Stored entries

○ ○ ○ ○ ○

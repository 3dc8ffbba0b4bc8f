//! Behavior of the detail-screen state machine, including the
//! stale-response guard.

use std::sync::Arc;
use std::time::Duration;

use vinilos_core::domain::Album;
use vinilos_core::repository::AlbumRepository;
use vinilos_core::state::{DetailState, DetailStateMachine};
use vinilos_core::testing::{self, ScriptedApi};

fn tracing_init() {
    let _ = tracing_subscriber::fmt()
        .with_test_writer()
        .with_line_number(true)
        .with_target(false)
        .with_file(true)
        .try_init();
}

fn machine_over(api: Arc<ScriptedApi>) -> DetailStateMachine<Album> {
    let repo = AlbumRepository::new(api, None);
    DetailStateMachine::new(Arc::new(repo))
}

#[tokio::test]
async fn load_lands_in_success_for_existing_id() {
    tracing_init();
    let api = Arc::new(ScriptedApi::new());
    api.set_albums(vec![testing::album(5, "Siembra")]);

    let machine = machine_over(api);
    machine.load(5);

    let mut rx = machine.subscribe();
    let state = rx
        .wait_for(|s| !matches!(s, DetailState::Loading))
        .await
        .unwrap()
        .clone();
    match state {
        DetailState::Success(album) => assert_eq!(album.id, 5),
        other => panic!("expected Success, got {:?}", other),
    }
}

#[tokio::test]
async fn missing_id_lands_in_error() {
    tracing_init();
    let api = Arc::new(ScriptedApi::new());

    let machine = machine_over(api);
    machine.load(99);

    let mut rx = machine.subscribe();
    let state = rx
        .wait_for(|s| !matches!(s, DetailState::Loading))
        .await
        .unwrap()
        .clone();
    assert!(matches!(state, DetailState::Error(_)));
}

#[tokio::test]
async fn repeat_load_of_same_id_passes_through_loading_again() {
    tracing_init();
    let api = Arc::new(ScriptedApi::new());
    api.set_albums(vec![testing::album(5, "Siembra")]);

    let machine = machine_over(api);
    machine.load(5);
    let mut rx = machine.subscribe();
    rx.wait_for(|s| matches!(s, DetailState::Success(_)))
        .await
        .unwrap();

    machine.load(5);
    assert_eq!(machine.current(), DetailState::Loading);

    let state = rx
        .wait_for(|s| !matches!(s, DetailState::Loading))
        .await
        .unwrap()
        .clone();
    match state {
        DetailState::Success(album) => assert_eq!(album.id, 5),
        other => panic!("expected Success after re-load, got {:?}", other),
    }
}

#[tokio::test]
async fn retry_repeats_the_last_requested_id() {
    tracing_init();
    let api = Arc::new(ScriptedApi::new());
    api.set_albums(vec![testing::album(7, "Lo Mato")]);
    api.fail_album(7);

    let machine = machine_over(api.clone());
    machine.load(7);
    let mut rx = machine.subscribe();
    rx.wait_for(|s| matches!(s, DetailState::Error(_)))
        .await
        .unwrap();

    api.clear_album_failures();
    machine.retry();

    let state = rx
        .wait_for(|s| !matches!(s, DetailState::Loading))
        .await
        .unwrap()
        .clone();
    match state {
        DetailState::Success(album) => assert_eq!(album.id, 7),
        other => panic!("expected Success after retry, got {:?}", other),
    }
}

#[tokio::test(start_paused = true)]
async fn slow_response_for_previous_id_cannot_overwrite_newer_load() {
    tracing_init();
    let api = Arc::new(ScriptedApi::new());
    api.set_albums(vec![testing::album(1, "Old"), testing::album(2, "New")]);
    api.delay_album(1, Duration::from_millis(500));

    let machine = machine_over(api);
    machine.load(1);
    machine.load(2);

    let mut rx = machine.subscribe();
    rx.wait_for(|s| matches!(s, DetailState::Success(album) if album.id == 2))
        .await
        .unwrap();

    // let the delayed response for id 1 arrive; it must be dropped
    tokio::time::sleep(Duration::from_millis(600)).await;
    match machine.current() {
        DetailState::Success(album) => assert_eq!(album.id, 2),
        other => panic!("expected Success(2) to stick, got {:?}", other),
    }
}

○ ○ ○ ○ ○

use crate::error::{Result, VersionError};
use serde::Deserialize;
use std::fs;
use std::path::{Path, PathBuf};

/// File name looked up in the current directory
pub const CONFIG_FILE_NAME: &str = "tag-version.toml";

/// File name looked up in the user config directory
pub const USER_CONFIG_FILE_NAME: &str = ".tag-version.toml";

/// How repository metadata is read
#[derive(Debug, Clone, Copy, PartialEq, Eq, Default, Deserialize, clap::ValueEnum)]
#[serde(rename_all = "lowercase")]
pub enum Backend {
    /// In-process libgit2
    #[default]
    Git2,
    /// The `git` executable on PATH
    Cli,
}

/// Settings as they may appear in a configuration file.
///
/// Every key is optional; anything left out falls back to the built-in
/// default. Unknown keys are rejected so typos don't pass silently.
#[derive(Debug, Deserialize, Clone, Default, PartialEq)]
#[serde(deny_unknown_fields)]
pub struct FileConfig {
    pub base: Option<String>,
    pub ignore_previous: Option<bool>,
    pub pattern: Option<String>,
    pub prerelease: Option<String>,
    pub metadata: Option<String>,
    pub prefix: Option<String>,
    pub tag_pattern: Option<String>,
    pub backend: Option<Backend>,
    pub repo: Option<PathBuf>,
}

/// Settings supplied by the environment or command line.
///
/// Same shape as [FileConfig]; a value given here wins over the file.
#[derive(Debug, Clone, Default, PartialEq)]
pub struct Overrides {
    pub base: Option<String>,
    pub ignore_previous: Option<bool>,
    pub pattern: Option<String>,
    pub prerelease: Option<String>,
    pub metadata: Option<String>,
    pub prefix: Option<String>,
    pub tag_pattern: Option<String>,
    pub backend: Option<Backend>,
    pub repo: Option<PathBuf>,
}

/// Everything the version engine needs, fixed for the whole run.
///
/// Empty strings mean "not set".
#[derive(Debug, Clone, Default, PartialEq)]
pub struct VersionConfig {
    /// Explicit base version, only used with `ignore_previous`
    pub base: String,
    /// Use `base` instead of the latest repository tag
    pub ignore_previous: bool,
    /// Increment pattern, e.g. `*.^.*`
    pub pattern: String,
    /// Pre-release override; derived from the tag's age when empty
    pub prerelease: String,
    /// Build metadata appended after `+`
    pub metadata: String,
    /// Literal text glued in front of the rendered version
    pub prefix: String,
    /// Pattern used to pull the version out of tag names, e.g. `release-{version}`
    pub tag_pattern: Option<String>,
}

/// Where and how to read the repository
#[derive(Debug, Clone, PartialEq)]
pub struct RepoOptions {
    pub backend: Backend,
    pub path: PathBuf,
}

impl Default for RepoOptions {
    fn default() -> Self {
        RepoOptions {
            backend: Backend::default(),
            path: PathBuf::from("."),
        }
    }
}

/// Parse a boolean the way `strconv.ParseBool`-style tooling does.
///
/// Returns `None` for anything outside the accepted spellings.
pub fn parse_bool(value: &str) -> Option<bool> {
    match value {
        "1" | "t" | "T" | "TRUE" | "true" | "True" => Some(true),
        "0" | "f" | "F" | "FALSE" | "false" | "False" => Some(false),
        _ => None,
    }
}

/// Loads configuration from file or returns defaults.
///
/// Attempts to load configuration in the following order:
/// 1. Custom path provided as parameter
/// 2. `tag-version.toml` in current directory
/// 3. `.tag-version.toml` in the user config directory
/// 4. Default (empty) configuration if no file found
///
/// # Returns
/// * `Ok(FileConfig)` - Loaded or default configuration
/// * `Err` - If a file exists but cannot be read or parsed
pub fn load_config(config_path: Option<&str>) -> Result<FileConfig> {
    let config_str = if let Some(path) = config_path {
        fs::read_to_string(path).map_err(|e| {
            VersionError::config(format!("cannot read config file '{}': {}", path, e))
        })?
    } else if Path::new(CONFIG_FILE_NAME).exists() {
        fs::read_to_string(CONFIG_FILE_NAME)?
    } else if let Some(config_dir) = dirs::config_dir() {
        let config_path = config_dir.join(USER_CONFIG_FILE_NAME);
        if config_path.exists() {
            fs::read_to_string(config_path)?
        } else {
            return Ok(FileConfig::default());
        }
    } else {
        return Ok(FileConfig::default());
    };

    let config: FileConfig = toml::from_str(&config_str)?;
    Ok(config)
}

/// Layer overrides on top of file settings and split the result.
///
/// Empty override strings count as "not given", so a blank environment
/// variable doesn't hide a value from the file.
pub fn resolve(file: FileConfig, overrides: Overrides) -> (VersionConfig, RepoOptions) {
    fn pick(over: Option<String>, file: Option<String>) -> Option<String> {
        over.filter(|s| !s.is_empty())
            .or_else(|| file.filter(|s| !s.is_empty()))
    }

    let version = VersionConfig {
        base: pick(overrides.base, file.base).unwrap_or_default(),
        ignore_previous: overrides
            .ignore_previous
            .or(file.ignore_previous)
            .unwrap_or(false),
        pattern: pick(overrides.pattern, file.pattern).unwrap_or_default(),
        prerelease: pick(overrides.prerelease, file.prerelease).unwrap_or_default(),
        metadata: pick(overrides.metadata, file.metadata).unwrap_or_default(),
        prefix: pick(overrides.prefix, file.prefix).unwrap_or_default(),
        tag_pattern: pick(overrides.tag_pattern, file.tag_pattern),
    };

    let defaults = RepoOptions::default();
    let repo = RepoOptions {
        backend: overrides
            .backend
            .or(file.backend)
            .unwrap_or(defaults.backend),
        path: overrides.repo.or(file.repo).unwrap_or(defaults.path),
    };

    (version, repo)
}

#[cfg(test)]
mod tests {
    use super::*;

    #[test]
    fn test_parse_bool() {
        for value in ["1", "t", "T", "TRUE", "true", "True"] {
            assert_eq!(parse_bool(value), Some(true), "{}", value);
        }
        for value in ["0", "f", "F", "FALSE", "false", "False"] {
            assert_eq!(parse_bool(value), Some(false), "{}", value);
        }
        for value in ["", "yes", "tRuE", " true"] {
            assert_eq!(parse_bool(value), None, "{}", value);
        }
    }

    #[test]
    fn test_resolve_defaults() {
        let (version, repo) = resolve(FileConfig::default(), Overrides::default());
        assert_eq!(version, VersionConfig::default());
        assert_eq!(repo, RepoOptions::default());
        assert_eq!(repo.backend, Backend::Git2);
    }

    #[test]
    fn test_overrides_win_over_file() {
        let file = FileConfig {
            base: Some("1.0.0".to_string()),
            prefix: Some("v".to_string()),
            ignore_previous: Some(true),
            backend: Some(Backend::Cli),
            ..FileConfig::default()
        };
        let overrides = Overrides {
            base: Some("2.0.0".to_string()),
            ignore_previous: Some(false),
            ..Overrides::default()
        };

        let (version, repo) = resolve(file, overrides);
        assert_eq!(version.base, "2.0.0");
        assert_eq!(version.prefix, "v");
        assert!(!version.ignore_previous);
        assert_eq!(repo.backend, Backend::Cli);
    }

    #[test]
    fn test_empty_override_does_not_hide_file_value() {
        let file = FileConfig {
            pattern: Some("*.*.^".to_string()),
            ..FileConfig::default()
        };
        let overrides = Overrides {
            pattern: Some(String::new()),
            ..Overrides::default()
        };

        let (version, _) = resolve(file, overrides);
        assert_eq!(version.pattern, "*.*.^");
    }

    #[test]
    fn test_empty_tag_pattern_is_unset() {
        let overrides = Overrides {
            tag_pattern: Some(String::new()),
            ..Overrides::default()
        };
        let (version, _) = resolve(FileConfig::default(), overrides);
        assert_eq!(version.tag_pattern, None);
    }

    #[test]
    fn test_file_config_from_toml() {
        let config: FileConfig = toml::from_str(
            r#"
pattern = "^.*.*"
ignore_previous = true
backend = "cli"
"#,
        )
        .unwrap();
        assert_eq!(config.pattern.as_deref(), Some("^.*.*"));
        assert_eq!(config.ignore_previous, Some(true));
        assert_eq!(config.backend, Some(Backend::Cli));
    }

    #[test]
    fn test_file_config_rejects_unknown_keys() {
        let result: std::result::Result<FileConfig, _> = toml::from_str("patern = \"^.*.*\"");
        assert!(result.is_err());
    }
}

○ ○ ○ ○ ○

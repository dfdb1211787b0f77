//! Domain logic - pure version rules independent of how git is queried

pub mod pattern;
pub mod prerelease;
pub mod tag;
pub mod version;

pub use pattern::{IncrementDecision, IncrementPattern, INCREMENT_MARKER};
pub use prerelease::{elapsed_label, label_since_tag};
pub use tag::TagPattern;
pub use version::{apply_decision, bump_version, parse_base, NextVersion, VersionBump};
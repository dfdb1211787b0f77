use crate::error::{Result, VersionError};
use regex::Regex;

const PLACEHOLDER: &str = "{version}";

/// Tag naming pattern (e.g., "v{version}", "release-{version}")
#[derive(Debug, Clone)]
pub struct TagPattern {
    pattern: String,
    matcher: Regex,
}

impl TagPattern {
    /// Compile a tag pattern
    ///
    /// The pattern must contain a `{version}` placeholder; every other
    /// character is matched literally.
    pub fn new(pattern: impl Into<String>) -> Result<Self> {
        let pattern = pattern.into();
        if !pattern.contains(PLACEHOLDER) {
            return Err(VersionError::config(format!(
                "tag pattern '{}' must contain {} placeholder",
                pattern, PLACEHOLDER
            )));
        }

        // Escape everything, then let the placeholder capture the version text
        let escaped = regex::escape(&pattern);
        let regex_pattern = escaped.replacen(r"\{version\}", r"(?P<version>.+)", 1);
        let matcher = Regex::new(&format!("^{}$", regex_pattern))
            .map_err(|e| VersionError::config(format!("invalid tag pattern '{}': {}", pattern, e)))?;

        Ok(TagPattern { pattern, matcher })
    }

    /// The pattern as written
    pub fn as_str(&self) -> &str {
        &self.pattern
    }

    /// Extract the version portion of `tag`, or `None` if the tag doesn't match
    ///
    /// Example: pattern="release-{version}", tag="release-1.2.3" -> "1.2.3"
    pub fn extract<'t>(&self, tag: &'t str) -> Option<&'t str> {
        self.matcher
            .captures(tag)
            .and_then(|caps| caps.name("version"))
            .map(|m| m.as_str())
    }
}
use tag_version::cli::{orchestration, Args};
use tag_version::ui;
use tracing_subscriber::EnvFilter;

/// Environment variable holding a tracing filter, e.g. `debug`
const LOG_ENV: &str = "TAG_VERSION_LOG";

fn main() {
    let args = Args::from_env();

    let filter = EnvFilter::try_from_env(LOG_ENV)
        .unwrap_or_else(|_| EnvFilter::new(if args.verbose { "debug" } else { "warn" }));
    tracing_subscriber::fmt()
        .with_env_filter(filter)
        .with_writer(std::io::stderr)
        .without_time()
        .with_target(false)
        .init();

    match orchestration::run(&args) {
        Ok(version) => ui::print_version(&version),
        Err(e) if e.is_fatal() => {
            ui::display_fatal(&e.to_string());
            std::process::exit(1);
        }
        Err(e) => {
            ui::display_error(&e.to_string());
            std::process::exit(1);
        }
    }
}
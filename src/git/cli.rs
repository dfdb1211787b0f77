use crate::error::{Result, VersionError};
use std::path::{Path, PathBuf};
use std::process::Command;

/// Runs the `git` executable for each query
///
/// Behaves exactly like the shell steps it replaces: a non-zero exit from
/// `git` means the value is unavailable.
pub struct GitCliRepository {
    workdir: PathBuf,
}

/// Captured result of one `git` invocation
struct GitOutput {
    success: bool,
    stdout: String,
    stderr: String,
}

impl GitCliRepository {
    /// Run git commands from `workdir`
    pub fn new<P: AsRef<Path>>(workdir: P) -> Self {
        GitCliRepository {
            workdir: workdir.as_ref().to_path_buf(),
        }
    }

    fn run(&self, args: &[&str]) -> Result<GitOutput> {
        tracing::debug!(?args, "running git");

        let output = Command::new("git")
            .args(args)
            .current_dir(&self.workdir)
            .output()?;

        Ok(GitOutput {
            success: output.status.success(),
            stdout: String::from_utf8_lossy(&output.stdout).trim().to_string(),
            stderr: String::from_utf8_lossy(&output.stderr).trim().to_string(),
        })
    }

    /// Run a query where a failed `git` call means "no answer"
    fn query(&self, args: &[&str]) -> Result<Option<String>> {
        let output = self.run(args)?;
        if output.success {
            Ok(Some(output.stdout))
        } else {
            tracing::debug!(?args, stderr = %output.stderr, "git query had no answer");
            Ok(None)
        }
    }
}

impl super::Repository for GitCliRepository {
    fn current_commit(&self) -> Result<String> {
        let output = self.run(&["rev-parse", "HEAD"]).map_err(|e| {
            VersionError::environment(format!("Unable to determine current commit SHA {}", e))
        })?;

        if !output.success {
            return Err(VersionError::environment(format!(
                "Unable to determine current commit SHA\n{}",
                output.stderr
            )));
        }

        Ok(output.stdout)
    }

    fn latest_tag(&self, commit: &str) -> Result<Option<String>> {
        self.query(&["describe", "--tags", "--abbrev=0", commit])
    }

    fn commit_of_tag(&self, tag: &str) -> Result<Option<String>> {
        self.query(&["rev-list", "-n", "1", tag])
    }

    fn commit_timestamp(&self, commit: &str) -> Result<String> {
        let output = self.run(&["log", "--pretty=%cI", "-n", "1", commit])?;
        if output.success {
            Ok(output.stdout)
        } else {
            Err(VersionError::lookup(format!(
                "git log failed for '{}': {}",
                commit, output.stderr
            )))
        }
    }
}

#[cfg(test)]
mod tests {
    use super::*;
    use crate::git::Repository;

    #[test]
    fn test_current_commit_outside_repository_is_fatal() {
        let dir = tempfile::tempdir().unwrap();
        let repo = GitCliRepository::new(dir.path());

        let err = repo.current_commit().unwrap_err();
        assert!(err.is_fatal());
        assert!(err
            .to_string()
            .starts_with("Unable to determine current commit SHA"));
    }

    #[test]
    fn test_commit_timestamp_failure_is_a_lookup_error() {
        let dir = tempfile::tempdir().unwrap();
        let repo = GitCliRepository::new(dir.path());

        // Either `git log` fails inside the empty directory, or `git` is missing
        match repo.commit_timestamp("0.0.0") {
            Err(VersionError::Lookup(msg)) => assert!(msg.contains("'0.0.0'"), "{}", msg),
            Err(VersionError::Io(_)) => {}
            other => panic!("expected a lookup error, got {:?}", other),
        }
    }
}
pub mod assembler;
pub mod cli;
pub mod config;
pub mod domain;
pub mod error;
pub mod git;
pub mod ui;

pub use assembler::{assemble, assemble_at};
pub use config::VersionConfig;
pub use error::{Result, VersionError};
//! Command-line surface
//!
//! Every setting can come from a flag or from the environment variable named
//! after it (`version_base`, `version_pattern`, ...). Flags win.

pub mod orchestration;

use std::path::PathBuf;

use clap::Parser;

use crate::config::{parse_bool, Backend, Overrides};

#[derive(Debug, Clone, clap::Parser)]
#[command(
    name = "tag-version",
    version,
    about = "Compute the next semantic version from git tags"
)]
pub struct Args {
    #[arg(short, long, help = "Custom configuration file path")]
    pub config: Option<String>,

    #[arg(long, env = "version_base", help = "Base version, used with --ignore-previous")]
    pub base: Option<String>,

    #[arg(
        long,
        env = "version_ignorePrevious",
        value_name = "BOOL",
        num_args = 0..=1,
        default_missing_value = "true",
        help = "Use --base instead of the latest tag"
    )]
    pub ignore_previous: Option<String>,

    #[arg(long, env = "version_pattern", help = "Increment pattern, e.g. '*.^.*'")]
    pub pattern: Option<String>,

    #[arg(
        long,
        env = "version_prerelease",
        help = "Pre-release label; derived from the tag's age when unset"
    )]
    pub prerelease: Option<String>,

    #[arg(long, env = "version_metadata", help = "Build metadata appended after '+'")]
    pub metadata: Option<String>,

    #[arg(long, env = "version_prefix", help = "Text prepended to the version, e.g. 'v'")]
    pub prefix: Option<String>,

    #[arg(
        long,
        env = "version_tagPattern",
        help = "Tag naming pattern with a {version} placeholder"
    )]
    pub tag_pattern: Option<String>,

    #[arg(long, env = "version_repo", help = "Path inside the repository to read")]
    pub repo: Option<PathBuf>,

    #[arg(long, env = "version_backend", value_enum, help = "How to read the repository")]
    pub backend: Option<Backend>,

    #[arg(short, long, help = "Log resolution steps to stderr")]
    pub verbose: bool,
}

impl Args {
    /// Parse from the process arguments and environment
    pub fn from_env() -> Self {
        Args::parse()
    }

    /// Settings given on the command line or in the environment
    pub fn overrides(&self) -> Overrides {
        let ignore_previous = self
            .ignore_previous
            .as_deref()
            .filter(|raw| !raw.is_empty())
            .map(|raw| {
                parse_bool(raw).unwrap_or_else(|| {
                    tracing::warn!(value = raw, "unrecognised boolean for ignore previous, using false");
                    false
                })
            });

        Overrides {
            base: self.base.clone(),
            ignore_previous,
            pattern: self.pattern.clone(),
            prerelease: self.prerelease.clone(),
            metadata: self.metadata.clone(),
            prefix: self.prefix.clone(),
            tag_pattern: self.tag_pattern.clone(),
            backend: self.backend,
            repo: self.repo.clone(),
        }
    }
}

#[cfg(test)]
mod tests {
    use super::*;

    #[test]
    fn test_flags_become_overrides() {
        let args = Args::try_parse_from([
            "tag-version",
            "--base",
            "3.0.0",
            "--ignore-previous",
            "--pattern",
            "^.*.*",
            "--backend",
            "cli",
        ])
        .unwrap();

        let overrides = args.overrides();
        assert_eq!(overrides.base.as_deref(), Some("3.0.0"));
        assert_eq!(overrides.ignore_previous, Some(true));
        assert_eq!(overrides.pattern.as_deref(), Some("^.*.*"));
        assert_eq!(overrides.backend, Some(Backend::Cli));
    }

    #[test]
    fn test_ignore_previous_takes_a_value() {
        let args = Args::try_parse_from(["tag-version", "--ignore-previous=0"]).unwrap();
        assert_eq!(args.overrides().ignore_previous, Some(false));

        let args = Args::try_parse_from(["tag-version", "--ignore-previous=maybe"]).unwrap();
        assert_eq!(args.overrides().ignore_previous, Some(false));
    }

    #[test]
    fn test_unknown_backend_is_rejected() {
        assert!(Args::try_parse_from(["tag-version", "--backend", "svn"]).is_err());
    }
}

○ ○ ○ ○ ○

WHAT NEEDS TO BE DONE: Every line in the data above that contains "answer" needs to be copied.

SOLUTION:
    /// Run a query where a failed `git` call means "no answer"
            tracing::debug!(?args, stderr = %output.stderr, "git query had no answer");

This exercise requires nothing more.